Advances the still-open PRD §11.1 end-to-end-against-bitwarden.com gate.

Co-Authored-By: Claude Opus 4.8 (1M context) <noreply@anthropic.com>
---
 crates/vault-agent/src/state.rs   |  2 +-
 crates/vault-agent/src/unlock.rs  |  2 +-
 crates/vault-api/src/urls.rs      | 49 ++++++++++++++++++++++-
 crates/vault-api/tests/parsing.rs | 43 ++++++++++++++++++++
 crates/vault-cli/src/main.rs      | 66 +++++++++++++++++++++++++++----
 5 files changed, 150 insertions(+), 12 deletions(-)

diff --git a/crates/vault-agent/src/state.rs b/crates/vault-agent/src/state.rs
index 2fa5e69..b4e4da6 100644
--- a/crates/vault-agent/src/state.rs
+++ b/crates/vault-agent/src/state.rs
@@ -104,7 +104,7 @@ impl Vault {
         if self.client.is_some() {
             return Ok(());
         }
-        let urls = vault_api::BaseUrls::self_hosted(&self.server)
+        let urls = vault_api::BaseUrls::infer_from(&self.server)
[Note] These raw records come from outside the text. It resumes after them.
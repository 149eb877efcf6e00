use serde::Serialize;
use thiserror::Error;

use crate::student::StudentId;

#[derive(Error, Debug)]
pub enum StoreError {
    #[error("Student not found: {0}")]
    MissingStudent(StudentId),

    #[error("Database error: {0}")]
    Database(String),
}

/// Where a rejected value came from in the request.
#[derive(Debug, Clone, Copy, PartialEq, Eq, Serialize)]
#[serde(rename_all = "lowercase")]
pub enum Location {
    Body,
    Params,
}

/// A single rejected request field.
#[derive(Debug, Clone, PartialEq, Serialize)]
pub struct FieldError {
    pub field: &'static str,
    pub message: String,
    pub location: Location,
}

impl FieldError {
    pub fn body(field: &'static str, message: impl Into<String>) -> Self {
        Self {
            field,
            message: message.into(),
            location: Location::Body,
        }
    }

    pub fn params(field: &'static str, message: impl Into<String>) -> Self {
        Self {
            field,
            message: message.into(),
            location: Location::Params,
        }
    }
}

/// All field errors found while validating one request.
#[derive(Error, Debug, Clone, Default, PartialEq)]
#[error("Validation failed for {} field(s)", .errors.len())]
pub struct ValidationErrors {
    errors: Vec<FieldError>,
}

impl ValidationErrors {
    pub fn new() -> Self {
        Self::default()
    }

    pub fn push(&mut self, error: FieldError) {
        self.errors.push(error);
    }

    pub fn is_empty(&self) -> bool {
        self.errors.is_empty()
    }

    pub fn errors(&self) -> &[FieldError] {
        &self.errors
    }

    /// Ok if nothing was collected.
    pub fn into_result(self) -> Result<(), ValidationErrors> {
        if self.is_empty() {
            Ok(())
        } else {
            Err(self)
        }
    }
}

impl From<FieldError> for ValidationErrors {
    fn from(error: FieldError) -> Self {
        Self {
            errors: vec![error],
        }
    }
}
             .map_err(|e| IpcError::Internal(e.to_string()))?;
         let device =
             uuid::Uuid::parse_str(&self.device_id).unwrap_or_else(|_| uuid::Uuid::new_v4());
diff --git a/crates/vault-agent/src/unlock.rs b/crates/vault-agent/src/unlock.rs
index b742281..72f345e 100644
--- a/crates/vault-agent/src/unlock.rs
+++ b/crates/vault-agent/src/unlock.rs
@@ -54,7 +54,7 @@ async fn online_unlock(
     two_factor: Option<&TwoFactorCode>,
 ) -> Result<Vault, IpcError> {
     let email_lower = email.trim().to_lowercase();
-    let urls = BaseUrls::self_hosted(server).map_err(|e| IpcError::Internal(e.to_string()))?;
+    let urls = BaseUrls::infer_from(server).map_err(|e| IpcError::Internal(e.to_string()))?;
     // Prefer the account profile's stable device id; fall back to a fresh one
     // so an unregistered unlock still works (it just registers a new device).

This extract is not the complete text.